PeterDonis said:
Perhaps it will help if I give an example that doesn't involve the timelike/spacelike distinction, to make it clearer why I and others are reacting so strongly to the idea that choosing the timelike direction is arbitrary.
Consider three points on the Earth's surface: the North Pole; Quito, Ecuador; and Nairobi, Kenya. Both of the cities are (to a good enough approximation for here) on the Earth's equator, and Nairobi is due East of Kenya, whereas the North Pole is due North of both.
Now consider a claim analogous to the one you (BruceW) have been making: the choice of which direction is "North" is arbitrary. I can just as easily set up coordinates in which Nairobi is due North of Quito.
Of course I can choose labels for the directions in any way I want; but all that does is change the meanings of the labels. If I pick labels for the directions such that Nairobi is due North of Quito, then what had been called the North Pole is now the West Pole, and is due West of both Quito and Nairobi. No actual geometry has changed; no actual physics has changed. I've just changed labels.
I could even make a more drastic coordinate change: I could pick coordinates such that Nairobi is due East of both Quito and the "North" Pole. But "North" in the name of the Pole now has to be in quotes because it's only North of Quito; it's not North of Nairobi in these new coordinates. Here I have not only changed labels, I've changed the orientation of the coordinate grid on the Earth (basically I've exchanged latitude and longitude).

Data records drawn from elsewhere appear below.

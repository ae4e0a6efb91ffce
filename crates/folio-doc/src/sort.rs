use std::cmp::Ordering;

use serde_json::Value;

use crate::document::{compare_values, get_path, type_name, Document};
use crate::error::{DocError, DocResult};

#[derive(Clone, Copy, Debug, PartialEq, Eq)]
pub enum SortDirection {
    Ascending,
    Descending,
}

/// One sort key: a dotted path and a direction.
#[derive(Clone, Debug, PartialEq, Eq)]
pub struct SortKey {
    pub path: String,
    pub direction: SortDirection,
}

/// An ordered list of sort keys; earlier keys take precedence.
#[derive(Clone, Debug, Default, PartialEq, Eq)]
pub struct SortSpec {
    pub keys: Vec<SortKey>,
}

impl SortSpec {
    /// Sort by `keys`, earlier keys taking precedence.
    pub fn new(keys: Vec<SortKey>) -> Self {
        Self { keys }
    }

    /// Sort ascending on a single path.
    pub fn ascending(path: impl Into<String>) -> Self {
        Self::new(vec![SortKey {
            path: path.into(),
            direction: SortDirection::Ascending,
        }])
    }

    /// Sort descending on a single path.
    pub fn descending(path: impl Into<String>) -> Self {
        Self::new(vec![SortKey {
            path: path.into(),
            direction: SortDirection::Descending,
        }])
    }

    /// Parse `{"field": 1, "other": -1}`.
    ///
    /// The brace-less form `"field": -1` used by older callers is accepted
    /// too and treated as if it were wrapped in braces.
    pub fn parse(text: &str) -> DocResult<Self> {
        let trimmed = text.trim();
        if trimmed.is_empty() {
            return Ok(Self::default());
        }
        let wrapped;
        let source = if trimmed.starts_with('{') {
            trimmed
        } else {
            wrapped = format!("{{{trimmed}}}");
            &wrapped
        };
        let value: Value = serde_json::from_str(source)
            .map_err(|e| DocError::InvalidSort(format!("{e}: {text}")))?;
        match value {
            Value::Object(doc) => Self::from_document(&doc),
            other => Err(DocError::InvalidSort(format!(
                "expected a document, got {}",
                type_name(&other)
            ))),
        }
    }

    /// Read keys from a `{"field": 1 | -1}` document, in field order.
    pub fn from_document(doc: &Document) -> DocResult<Self> {
        let keys = doc
            .iter()
            .map(|(path, dir)| {
                let direction = match dir.as_i64() {
                    Some(1) => SortDirection::Ascending,
                    Some(-1) => SortDirection::Descending,
                    _ => {
                        return Err(DocError::InvalidSort(format!(
                            "direction for {path} must be 1 or -1, got {dir}"
                        )))
                    }
                };
                Ok(SortKey {
                    path: path.clone(),
                    direction,
                })
            })
            .collect::<DocResult<Vec<_>>>()?;
        Ok(Self { keys })
    }

    /// Returns `true` if there are no sort keys.
    pub fn is_empty(&self) -> bool {
        self.keys.is_empty()
    }

    /// Compare two documents under this spec. Missing fields sort as null.
    pub fn compare(&self, a: &Document, b: &Document) -> Ordering {
        for key in &self.keys {
            let left = get_path(a, &key.path).unwrap_or(&Value::Null);
            let right = get_path(b, &key.path).unwrap_or(&Value::Null);
            let ord = match key.direction {
                SortDirection::Ascending => compare_values(left, right),
                SortDirection::Descending => compare_values(right, left),
            };
            if ord != Ordering::Equal {
                return ord;
            }
        }
        Ordering::Equal
    }

    /// Stable in-place sort.
    pub fn sort(&self, docs: &mut [Document]) {
        if !self.is_empty() {
            docs.sort_by(|a, b| self.compare(a, b));
        }
    }
}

But there is no arbitrary choice, of coordinates or anything else, I can make that will change the distance from Quito to Nairobi, or the distance between either of them and the North Pole, or the angles of the triangle formed by those three points (here "triangle" really means the figure on the Earth's surface formed by the three great circles connecting the pairs of points). There is also no arbitrary choice I can make that will change the fact that the "North Pole" (however it's labeled in my chosen coordinates) is on the Earth's axis of rotation, and Quito and Ecuador are both in a plane perpendicular to that axis. In that sense, the choice of "North" is *not* arbitrary; if by "North" I mean "the direction pointing at a place on the Earth's surface which is on its axis of rotation", then I can't arbitrarily choose which direction that is.

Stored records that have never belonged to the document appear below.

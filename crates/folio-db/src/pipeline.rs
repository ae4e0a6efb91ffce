//! Aggregation pipeline stages and their evaluation.
//!
//! A pipeline is an ordered list of [`Stage`]s; each consumes the document
//! stream produced by the previous one. The stage set mirrors the subset of
//! the usual document-database aggregation language that Folio's views and
//! paged queries rely on.

use folio_doc::{get_path, remove_path, set_path, Document, Filter, SortSpec, Value};
use serde_json::Map;

use crate::error::{DbError, DbResult};

/// `field ← value at source path`.
#[derive(Clone, Debug, PartialEq, Eq)]
pub struct Projection {
    /// Output field (dotted paths create nested documents).
    pub field: String,
    /// Dotted source path in the input document.
    pub source: String,
}

impl Projection {
    /// Copy the value at `source` into `field`.
    pub fn new(field: impl Into<String>, source: impl Into<String>) -> Self {
        Self {
            field: field.into(),
            source: source.into(),
        }
    }

    /// Keep a field under its own name.
    pub fn include(field: impl Into<String>) -> Self {
        let field = field.into();
        Self {
            source: field.clone(),
            field,
        }
    }
}

#[derive(Clone, Debug, PartialEq)]
pub enum Stage {
    /// Keep documents matching the filter.
    Match(Filter),
    Sort(SortSpec),
    Skip(usize),
    Limit(usize),
    /// Replace each document by the listed fields only. Missing sources are omitted.
    Project(Vec<Projection>),
    /// Keep only the elements of the array at `field` that match `filter`.
    FilterArray { field: String, filter: Filter },
    /// Emit one document per element of the array at `field`.
    /// Documents where the field is missing or empty are dropped.
    Unwind(String),
    /// Join: store every document of `from` whose `foreign_field` equals this
    /// document's `local_field` as an array under `as_field`.
    Lookup {
        from: String,
        local_field: String,
        foreign_field: String,
        as_field: String,
    },
    /// Add or overwrite fields from source paths. Missing sources are skipped.
    Set(Vec<Projection>),
    /// Promote the document at `path` to be the whole document.
    /// Documents where it is absent or not a document are dropped.
    ReplaceRoot(String),
    /// Fold the whole stream into one `{count_field: n, docs_field: [...]}`
    /// document. An empty stream stays empty.
    Collect {
        count_field: String,
        docs_field: String,
    },
    /// Narrow the array at `field` to `[skip, skip + limit)`.
    Slice {
        field: String,
        skip: usize,
        limit: usize,
    },
}

impl Stage {
    /// Short stage name for logs and errors.
    pub fn name(&self) -> &'static str {
        match self {
            Self::Match(_) => "match",
            Self::Sort(_) => "sort",
            Self::Skip(_) => "skip",
            Self::Limit(_) => "limit",
            Self::Project(_) => "project",
            Self::FilterArray { .. } => "filterArray",
            Self::Unwind(_) => "unwind",
            Self::Lookup { .. } => "lookup",
            Self::Set(_) => "set",
            Self::ReplaceRoot(_) => "replaceRoot",
            Self::Collect { .. } => "collect",
            Self::Slice { .. } => "slice",
        }
    }
}

/// Reads a whole namespace for `Lookup` stages.
pub type NamespaceReader<'a> = dyn Fn(&str) -> DbResult<Vec<Document>> + 'a;

/// Run `stages` over `docs`.
pub fn run(stages: &[Stage], mut docs: Vec<Document>, read: &NamespaceReader<'_>) -> DbResult<Vec<Document>> {
    for stage in stages {
        docs = apply(stage, docs, read)?;
    }
    Ok(docs)
}

fn apply(stage: &Stage, docs: Vec<Document>, read: &NamespaceReader<'_>) -> DbResult<Vec<Document>> {
    Ok(match stage {
        Stage::Match(filter) => docs.into_iter().filter(|d| filter.matches(d)).collect(),
        Stage::Sort(spec) => {
            let mut docs = docs;
            spec.sort(&mut docs);
            docs
        }
        Stage::Skip(n) => docs.into_iter().skip(*n).collect(),
        Stage::Limit(n) => docs.into_iter().take(*n).collect(),
        Stage::Project(fields) => docs
            .into_iter()
            .map(|doc| {
                let mut out = Map::new();
                for p in fields {
                    if let Some(value) = get_path(&doc, &p.source) {
                        set_path(&mut out, &p.field, value.clone());
                    }
                }
                out
            })
            .collect(),
        Stage::FilterArray { field, filter } => docs
            .into_iter()
            .map(|mut doc| {
                if let Some(Value::Array(items)) = get_path(&doc, field) {
                    let kept: Vec<Value> = items
                        .iter()
                        .filter(|item| matches!(item, Value::Object(d) if filter.matches(d)))
                        .cloned()
                        .collect();
                    set_path(&mut doc, field, Value::Array(kept));
                }
                doc
            })
            .collect(),
        Stage::Unwind(field) => {
            let mut out = Vec::with_capacity(docs.len());
            for doc in docs {
                let items = match get_path(&doc, field) {
                    Some(Value::Array(items)) => items.clone(),
                    Some(Value::Null) | None => continue,
                    Some(scalar) => vec![scalar.clone()],
                };
                for item in items {
                    let mut copy = doc.clone();
                    set_path(&mut copy, field, item);
                    out.push(copy);
                }
            }
            out
        }
        Stage::Lookup {
            from,
            local_field,
            foreign_field,
            as_field,
        } => {
            let foreign = read(from)?;
            docs.into_iter()
                .map(|mut doc| {
                    let local = get_path(&doc, local_field).cloned().unwrap_or(Value::Null);
                    let joined: Vec<Value> = foreign
                        .iter()
                        .filter(|f| Filter::eq(foreign_field.as_str(), local.clone()).matches(f))
                        .cloned()
                        .map(Value::Object)
                        .collect();
                    set_path(&mut doc, as_field, Value::Array(joined));
                    doc
                })
                .collect()
        }
        Stage::Set(fields) => docs
            .into_iter()
            .map(|mut doc| {
                let values: Vec<(String, Value)> = fields
                    .iter()
                    .filter_map(|p| get_path(&doc, &p.source).map(|v| (p.field.clone(), v.clone())))
                    .collect();
                for (field, value) in values {
                    set_path(&mut doc, &field, value);
                }
                doc
            })
            .collect(),
        Stage::ReplaceRoot(path) => docs
            .into_iter()
            .filter_map(|mut doc| match remove_path(&mut doc, path) {
                Some(Value::Object(root)) => Some(root),
                _ => None,
            })
            .collect(),
        Stage::Collect {
            count_field,
            docs_field,
        } => {
            if docs.is_empty() {
                return Ok(docs);
            }
            let mut out = Map::new();
            out.insert(count_field.clone(), Value::from(docs.len() as u64));
            out.insert(
                docs_field.clone(),
                Value::Array(docs.into_iter().map(Value::Object).collect()),
            );
            vec![out]
        }
        Stage::Slice { field, skip, limit } => {
            let mut out = Vec::with_capacity(docs.len());
            for mut doc in docs {
                match get_path(&doc, field) {
                    Some(Value::Array(items)) => {
                        let window: Vec<Value> = items.iter().skip(*skip).take(*limit).cloned().collect();
                        set_path(&mut doc, field, Value::Array(window));
                    }
                    Some(other) => {
                        return Err(DbError::Pipeline(format!(
                            "slice: {field} is not an array ({other})"
                        )))
                    }
                    None => {}
                }
                out.push(doc);
            }
            out
        }
    })
}

#[cfg(test)]
mod tests {
    use super::*;
    use folio_doc::json;

    fn doc(value: Value) -> Document {
        match value {
            Value::Object(map) => map,
            _ => panic!("not a document"),
        }
    }

    fn no_namespaces(_: &str) -> DbResult<Vec<Document>> {
        Ok(Vec::new())
    }

    fn numbers(n: i64) -> Vec<Document> {
        (0..n).map(|i| doc(json!({"n": i, "even": i % 2 == 0}))).collect()
    }

    #[test]
    fn match_sort_skip_limit() {
        let stages = vec![
            Stage::Match(Filter::eq("even", true)),
            Stage::Sort(SortSpec::descending("n")),
            Stage::Skip(1),
            Stage::Limit(2),
        ];
        let out = run(&stages, numbers(10), &no_namespaces).unwrap();
        let ns: Vec<i64> = out.iter().map(|d| d["n"].as_i64().unwrap()).collect();
        assert_eq!(ns, vec![6, 4]);
    }

    #[test]
    fn collect_then_slice_pages_a_result() {
        let stages = vec![
            Stage::Collect {
                count_field: "numFound".into(),
                docs_field: "docs".into(),
            },
            Stage::Slice {
                field: "docs".into(),
                skip: 3,
                limit: 4,
            },
        ];
        let out = run(&stages, numbers(5), &no_namespaces).unwrap();
        assert_eq!(out.len(), 1);
        assert_eq!(out[0]["numFound"], json!(5));
        assert_eq!(out[0]["docs"].as_array().unwrap().len(), 2);
    }

    #[test]
    fn collect_on_empty_stream_emits_nothing() {
        let stages = vec![Stage::Collect {
            count_field: "numFound".into(),
            docs_field: "docs".into(),
        }];
        assert!(run(&stages, Vec::new(), &no_namespaces).unwrap().is_empty());
    }

    #[test]
    fn filter_array_unwind_project() {
        let input = vec![doc(json!({
            "redboxOid": "o1",
            "files": [
                {"pid": "a.png", "oid": "o1"},
                {"pid": "metadata.tfpackage", "oid": "o1", "source": {"payload": {"title": "T"}}}
            ]
        }))];
        let stages = vec![
            Stage::FilterArray {
                field: "files".into(),
                filter: Filter::eq("pid", "metadata.tfpackage"),
            },
            Stage::Unwind("files".into()),
            Stage::Project(vec![
                Projection::new("metadata", "files.source.payload"),
                Projection::new("redboxOid", "files.oid"),
            ]),
        ];
        let out = run(&stages, input, &no_namespaces).unwrap();
        assert_eq!(out, vec![doc(json!({"metadata": {"title": "T"}, "redboxOid": "o1"}))]);
    }

    #[test]
    fn unwind_drops_missing_and_empty() {
        let input = vec![
            doc(json!({"k": 1, "xs": [1, 2]})),
            doc(json!({"k": 2, "xs": []})),
            doc(json!({"k": 3})),
        ];
        let out = run(&[Stage::Unwind("xs".into())], input, &no_namespaces).unwrap();
        assert_eq!(out.len(), 2);
        assert_eq!(out[1], doc(json!({"k": 1, "xs": 2})));
    }

    #[test]
    fn lookup_set_replace_root() {
        let parents = vec![
            doc(json!({"redboxOid": "o1", "date_object_created": "2020"})),
            doc(json!({"redboxOid": "o2", "date_object_created": "2021"})),
        ];
        let read = move |name: &str| -> DbResult<Vec<Document>> {
            assert_eq!(name, "tf_obj_meta");
            Ok(parents.clone())
        };
        let input = vec![doc(json!({"redboxOid": "o2", "metadata": {"title": "T"}}))];
        let stages = vec![
            Stage::Lookup {
                from: "tf_obj_meta".into(),
                local_field: "redboxOid".into(),
                foreign_field: "redboxOid".into(),
                as_field: "tfObj".into(),
            },
            Stage::Set(vec![
                Projection::new("metadata.redboxOid", "redboxOid"),
                Projection::new("metadata.date_object_created", "tfObj.0.date_object_created"),
                Projection::new("metadata.packageType", "tfObj.0.packageType"),
            ]),
            Stage::ReplaceRoot("metadata".into()),
        ];
        let out = run(&stages, input, &read).unwrap();
        assert_eq!(
            out,
            vec![doc(json!({"title": "T", "redboxOid": "o2", "date_object_created": "2021"}))]
        );
    }

    #[test]
    fn slice_rejects_non_arrays() {
        let stages = vec![Stage::Slice {
            field: "n".into(),
            skip: 0,
            limit: 1,
        }];
        assert!(matches!(
            run(&stages, numbers(1), &no_namespaces),
            Err(DbError::Pipeline(_))
        ));
    }

    proptest::proptest! {
        #[test]
        fn collect_slice_window_is_bounded(n in 0i64..40, skip in 0usize..50, limit in 0usize..50) {
            let stages = vec![
                Stage::Match(Filter::eq("even", true)),
                Stage::Collect {
                    count_field: "numFound".into(),
                    docs_field: "docs".into(),
                },
                Stage::Slice {
                    field: "docs".into(),
                    skip,
                    limit,
                },
            ];
            let out = run(&stages, numbers(n), &no_namespaces).unwrap();
            let matching = ((n + 1) / 2) as usize;
            if matching == 0 {
                proptest::prop_assert!(out.is_empty());
            } else {
                proptest::prop_assert_eq!(out[0]["numFound"].as_u64(), Some(matching as u64));
                let page = out[0]["docs"].as_array().unwrap();
                proptest::prop_assert_eq!(page.len(), limit.min(matching.saturating_sub(skip)));
            }
        }
    }
}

In the case of spacetime, what I and others have been saying is that your claim that you can arbitrarily choose the timelike direction is *not* like the claim that you can arbitrarily choose coordinates on the Earth, as above; it's like the claim that you can arbitrarily choose whether the North Pole or some other point is on the Earth's axis of rotation, or whether Quito and Nairobi, or some other points, are in the plane perpendicular to that axis. That's why we're so skeptical of your claim.